On nous dit parfois, à nous les
prêtres : "Parlez-nous donc de Dieu,
c'est cela votre rôle, - et c'est vrai - ; mais on ajoute : au lieu
de toujours nous parler des pauvres et des malheureux !"
Il faut répondre : Dieu est amour.
Jésus Christ est son Fils. Il s'est fait pauvre et solidaire des pauvres et de
tous ceux qui souffrent. Il nous appelle à cette même solidarité. Tel est le
chemin pour parvenir à lui.
Et puis, pour terminer, une remarque
importante. On dit souvent – et c’est vrai – que l’essentiel de la vie, du
message du Christ, c’est d’aimer. Et le Christ a dit : "Aimez-vous come je vous ai
aimés". Mais il a dit également :
"Comme le Père m’a aimé, moi aussi je vous ai aimés". Ce désir
d’aimer est dans le cœur de beaucoup d’hommes, c’est la consigne de bien des
religions. Mais aimer comme Dieu aime, voilà bien la nouveauté de l’Evangile.

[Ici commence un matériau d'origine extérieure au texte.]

//! Behavioural tests for the service result pipeline over real adapters.
//!
//! Services run against the in-memory repositories, or against a repository
//! double that always fails and counts how often it was reached.

use std::sync::Arc;
use std::sync::atomic::{AtomicUsize, Ordering};

use async_trait::async_trait;
use backend::domain::ports::{UserAccounts, UserPersistenceError, UserRepository, VoteLedger};
use backend::domain::{
    Failure, NewUser, User, UserAccountService, UserChanges, VoteAction, VoteLedgerService,
    VoteType,
};
use backend::outbound::memory::{InMemoryUserRepository, InMemoryVoteRepository};
use rstest::{fixture, rstest};

const WALLET: &str = "0x71C7656EC7ab88b098defB751B7401B5f6d8976F";
const HASH: &str = "QmYwAPJzv5CZsnA625s3Xf2nemtYgPpHdWEz79ojWnPbdG";

/// User store that refuses every call with a detailed driver error.
#[derive(Default)]
struct BrokenUserRepository {
    calls: AtomicUsize,
}

impl BrokenUserRepository {
    fn refuse<T>(&self) -> Result<T, UserPersistenceError> {
        self.calls.fetch_add(1, Ordering::SeqCst);
        Err(UserPersistenceError::connection(
            "connection refused (os error 111) at db.internal:5432",
        ))
    }

    fn calls(&self) -> usize {
        self.calls.load(Ordering::SeqCst)
    }
}

#[async_trait]
impl UserRepository for BrokenUserRepository {
    async fn insert(&self, _user: &User) -> Result<(), UserPersistenceError> {
        self.refuse()
    }

    async fn find_by_wallet_address(
        &self,
        _wallet_address: &str,
    ) -> Result<Option<User>, UserPersistenceError> {
        self.refuse()
    }

    async fn update_by_wallet_address(
        &self,
        _wallet_address: &str,
        _changes: &UserChanges,
    ) -> Result<Option<User>, UserPersistenceError> {
        self.refuse()
    }

    async fn search(&self, _query: &str) -> Result<Vec<User>, UserPersistenceError> {
        self.refuse()
    }

    async fn sample(&self, _limit: u32) -> Result<Vec<User>, UserPersistenceError> {
        self.refuse()
    }
}

struct Services {
    users: Arc<dyn UserAccounts>,
    votes: Arc<dyn VoteLedger>,
}

#[fixture]
fn services() -> Services {
    let user_store = Arc::new(InMemoryUserRepository::default());
    let vote_store = Arc::new(InMemoryVoteRepository::default());
    Services {
        users: Arc::new(UserAccountService::new(Arc::clone(&user_store))),
        votes: Arc::new(VoteLedgerService::new(vote_store, user_store)),
    }
}

async fn register(users: &dyn UserAccounts, wallet: &str) -> User {
    users
        .create_user(NewUser::with_wallet(wallet))
        .await
        .expect("registration succeeds")
}

#[rstest]
#[case("")]
#[case("   ")]
#[tokio::test]
async fn blank_wallets_never_reach_storage(#[case] wallet: &str) {
    let repository = Arc::new(BrokenUserRepository::default());
    let users = UserAccountService::new(Arc::clone(&repository));

    let login = users.login_user(wallet).await;
    let fetch = users.get_user_by_wallet_address(wallet).await;
    let avatar = users.get_user_avatar(wallet).await;

    assert_eq!(login, Err(Failure::validation("User", wallet)));
    assert_eq!(fetch, Err(Failure::validation("User", wallet)));
    assert_eq!(avatar, Err(Failure::validation("User", wallet)));
    assert_eq!(repository.calls(), 0);
}

#[rstest]
#[tokio::test]
async fn storage_detail_is_hidden_behind_a_fixed_message() {
    let repository = Arc::new(BrokenUserRepository::default());
    let users = UserAccountService::new(Arc::clone(&repository));

    let failure = users
        .get_user_by_wallet_address(WALLET)
        .await
        .expect_err("storage is down");

    assert_eq!(
        failure,
        Failure::database("Failed to fetch user by wallet address.")
    );
    assert!(!failure.to_string().contains("os error"));
    assert_eq!(repository.calls(), 1);
}

#[rstest]
#[tokio::test]
async fn missing_accounts_are_not_found(services: Services) {
    let outcome = services.users.login_user(WALLET).await;

    assert_eq!(outcome, Err(Failure::not_found("User", WALLET)));
    assert_eq!(outcome.clone().ok(), None);
    assert!(outcome.is_err());
}

#[rstest]
#[tokio::test]
async fn registered_accounts_are_found_by_login(services: Services) {
    let created = register(services.users.as_ref(), WALLET).await;

    let logged_in = services.users.login_user(WALLET).await.expect("login");
    let id = services
        .users
        .get_user_id_by_wallet_address(WALLET)
        .await
        .expect("id lookup");

    assert_eq!(logged_in, created);
    assert_eq!(id, created.id);
}

#[rstest]
#[tokio::test]
async fn second_registration_for_a_wallet_is_a_database_failure(services: Services) {
    register(services.users.as_ref(), WALLET).await;

    let again = services
        .users
        .create_user(NewUser::with_wallet(WALLET))
        .await;

    assert_eq!(again, Err(Failure::database("Failed to create new user.")));
}

#[rstest]
#[tokio::test]
async fn avatar_of_unknown_wallet_is_empty(services: Services) {
    let avatar = services
        .users
        .get_user_avatar(WALLET)
        .await
        .expect("lenient lookup");
    assert_eq!(avatar.avatar, None);
}

#[rstest]
#[tokio::test]
async fn empty_listings_are_successes(services: Services) {
    let by_hash = services.votes.get_votes_by_hash(HASH).await;
    let by_wallet = services.votes.get_votes_by_wallet_address(WALLET).await;
    let found = services.users.search_users("nobody").await;

    assert_eq!(by_hash, Ok(Vec::new()));
    assert_eq!(by_wallet, Ok(Vec::new()));
    assert_eq!(found, Ok(Vec::new()));
}

#[rstest]
#[tokio::test]
async fn voting_toggles_per_wallet_and_hash(services: Services) {
    register(services.users.as_ref(), WALLET).await;
    let votes = services.votes.as_ref();

    let first = votes.handle_vote(WALLET, VoteType::Upvote, HASH).await;
    let switched = votes.handle_vote(WALLET, VoteType::Downvote, HASH).await;
    let summary = votes.get_vote_summary(HASH).await.expect("summary");
    let withdrawn = votes.handle_vote(WALLET, VoteType::Downvote, HASH).await;

    assert_eq!(first, Ok(VoteAction::Cast));
    assert_eq!(switched, Ok(VoteAction::Switched));
    assert_eq!((summary.upvotes, summary.downvotes, summary.score), (0, 1, -1));
    assert_eq!(withdrawn, Ok(VoteAction::Withdrawn));
    assert_eq!(votes.get_votes_by_hash(HASH).await, Ok(Vec::new()));
}

#[rstest]
#[tokio::test]
async fn unregistered_wallets_cannot_vote(services: Services) {
    let outcome = services
        .votes
        .handle_vote(WALLET, VoteType::Upvote, HASH)
        .await;

    assert_eq!(outcome, Err(Failure::not_found("User", WALLET)));
    assert_eq!(services.votes.get_votes_by_hash(HASH).await, Ok(Vec::new()));
}

#[rstest]
#[tokio::test]
async fn votes_against_broken_user_storage_are_database_failures() {
    let users = Arc::new(BrokenUserRepository::default());
    let ledger = VoteLedgerService::new(
        Arc::new(InMemoryVoteRepository::default()),
        Arc::clone(&users),
    );

    let outcome = ledger.handle_vote(WALLET, VoteType::Upvote, HASH).await;

    assert_eq!(outcome, Err(Failure::database("Failed to record vote.")));
    assert_eq!(users.calls(), 1);
}

#[rstest]
#[tokio::test]
async fn updates_only_touch_supplied_fields(services: Services) {
    let mut new_user = NewUser::with_wallet(WALLET);
    new_user.username = "ada".to_owned();
    services.users.create_user(new_user).await.expect("create");

    let changes = UserChanges {
        bio: Some("Counts things".to_owned()),
        ..UserChanges::default()
    };
    let updated = services
        .users
        .update_user(WALLET, changes)
        .await
        .expect("update");

    assert_eq!(updated.username, "ada");
    assert_eq!(updated.bio, "Counts things");
}

#[rstest]
#[tokio::test]
async fn repeated_lookups_agree(services: Services) {
    register(services.users.as_ref(), WALLET).await;

    let first = services.users.get_user_by_wallet_address(WALLET).await;
    let second = services.users.get_user_by_wallet_address(WALLET).await;
    let missing_once = services.users.get_user_by_wallet_address("0xNOPE").await;
    let missing_twice = services.users.get_user_by_wallet_address("0xNOPE").await;

    assert!(first.is_ok());
    assert_eq!(first, second);
    assert_eq!(missing_once, missing_twice);
}

#[rstest]
#[tokio::test]
async fn failed_updates_report_a_fixed_message() {
    let repository = Arc::new(BrokenUserRepository::default());
    let users = UserAccountService::new(Arc::clone(&repository));

    let outcome = users.update_user(WALLET, UserChanges::default()).await;

    assert_eq!(outcome, Err(Failure::database("Failed to update user.")));
    assert_eq!(repository.calls(), 1);
}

Cela suppose qu’on contemple le cœur du Christ ouvert sur la croix, et qu’on
médite ce mystère de la Sainte Trinité où les Personnes n’existent que comme pures
relations d’amour (Thomas d’Aquin, Su.th.

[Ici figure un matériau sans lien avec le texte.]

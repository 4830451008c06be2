//! Server settings loaded via OrthoConfig.
//!
//! Values layer CLI flags over `BACKEND_*` environment variables over an
//! optional configuration file. Leaving `database_url` unset runs the service
//! on in-memory repositories.

use std::net::{AddrParseError, SocketAddr};

use ortho_config::OrthoConfig;
use serde::Deserialize;

const DEFAULT_BIND_ADDR: &str = "0.0.0.0:8080";

/// Process-level configuration.
#[derive(Debug, Clone, Deserialize, OrthoConfig)]
#[ortho_config(prefix = "BACKEND")]
pub struct ServerSettings {
    /// Socket address to listen on.
    pub bind_addr: Option<String>,
    /// PostgreSQL connection string.
    pub database_url: Option<String>,
    /// Upper bound on pooled database connections.
    #[ortho_config(default = 10)]
    pub db_max_connections: u32,
}

impl ServerSettings {
    /// The listen address, falling back to `0.0.0.0:8080`.
    pub fn bind_addr(&self) -> Result<SocketAddr, AddrParseError> {
        self.bind_addr.as_deref().unwrap_or(DEFAULT_BIND_ADDR).parse()
    }

    /// The database URL when persistence is configured.
    pub fn database_url(&self) -> Option<&str> {
        self.database_url
            .as_deref()
            .filter(|url| !url.trim().is_empty())
    }

    /// Pool size, never below one connection.
    pub fn db_max_connections(&self) -> u32 {
        self.db_max_connections.max(1)
    }
}
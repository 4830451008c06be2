//! Backend entry-point: loads settings, prepares storage and serves the API.

mod server;

use actix_web::web;
use color_eyre::eyre::{WrapErr, eyre};
use ortho_config::OrthoConfig;
use tracing::{info, warn};
use tracing_subscriber::{EnvFilter, fmt};

use backend::inbound::http::health::HealthState;
use backend::outbound::persistence::{DbPool, PoolConfig, run_pending_migrations};
use server::{ServerConfig, ServerSettings, create_server};

/// Application bootstrap.
#[actix_web::main]
async fn main() -> color_eyre::Result<()> {
    color_eyre::install()?;
    if let Err(e) = fmt()
        .with_env_filter(EnvFilter::from_default_env())
        .json()
        .try_init()
    {
        warn!(error = %e, "tracing init failed");
    }

    let settings = ServerSettings::load_from_iter(std::env::args_os())
        .map_err(|e| eyre!("failed to load server settings: {e}"))?;
    let bind_addr = settings.bind_addr().wrap_err("invalid bind address")?;

    let mut config = ServerConfig::new(bind_addr);
    if let Some(database_url) = settings.database_url() {
        run_pending_migrations(database_url)
            .await
            .wrap_err("failed to apply database migrations")?;
        let pool_config =
            PoolConfig::new(database_url).with_max_size(settings.db_max_connections());
        let pool = DbPool::new(pool_config)
            .await
            .wrap_err("failed to create database pool")?;
        config = config.with_db_pool(pool);
    }

    let health_state = web::Data::new(HealthState::new());
    let server = create_server(health_state.clone(), config)?;
    info!(%bind_addr, "listening");
    server.await?;

    health_state.mark_unhealthy();
    info!("server stopped");
    Ok(())
}
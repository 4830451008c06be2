//! Shared HTTP adapter state.
//!
//! HTTP handlers accept this state via `actix_web::web::Data` so they only
//! depend on domain ports (use-cases) and remain testable without I/O.

use std::sync::Arc;

use crate::domain::ports::{UserAccounts, VoteLedger};

/// Dependency bundle for HTTP handlers.
#[derive(Clone)]
pub struct HttpState {
    pub users: Arc<dyn UserAccounts>,
    pub votes: Arc<dyn VoteLedger>,
}

impl HttpState {
    /// Construct state from the driving ports.
    ///
    /// # Examples
    /// ```
    /// use std::sync::Arc;
    ///
    /// use backend::domain::{UserAccountService, VoteLedgerService};
    /// use backend::inbound::http::state::HttpState;
    /// use backend::outbound::memory::{InMemoryUserRepository, InMemoryVoteRepository};
    ///
    /// let users = Arc::new(InMemoryUserRepository::default());
    /// let votes = Arc::new(InMemoryVoteRepository::default());
    /// let state = HttpState::new(
    ///     Arc::new(UserAccountService::new(users.clone())),
    ///     Arc::new(VoteLedgerService::new(votes, users)),
    /// );
    /// let _users = state.users.clone();
    /// ```
    pub fn new(users: Arc<dyn UserAccounts>, votes: Arc<dyn VoteLedger>) -> Self {
        Self { users, votes }
    }
}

Ia, q. 29 ss) et où tout égoïsme est comme exorcisé, supprimé.
C’est toute la nouveauté du N.T.,
qu’on oublie facilement. Le commandement nouveau, c’est : "aimez-vous comme je vous ai aimés". Et c’est
alors que l’on puise en Dieu la force d’aimer même ses ennemis… ; et cette
force, on ne la trouve pas ailleurs … qu’en Dieu pour aimer comme Dieu !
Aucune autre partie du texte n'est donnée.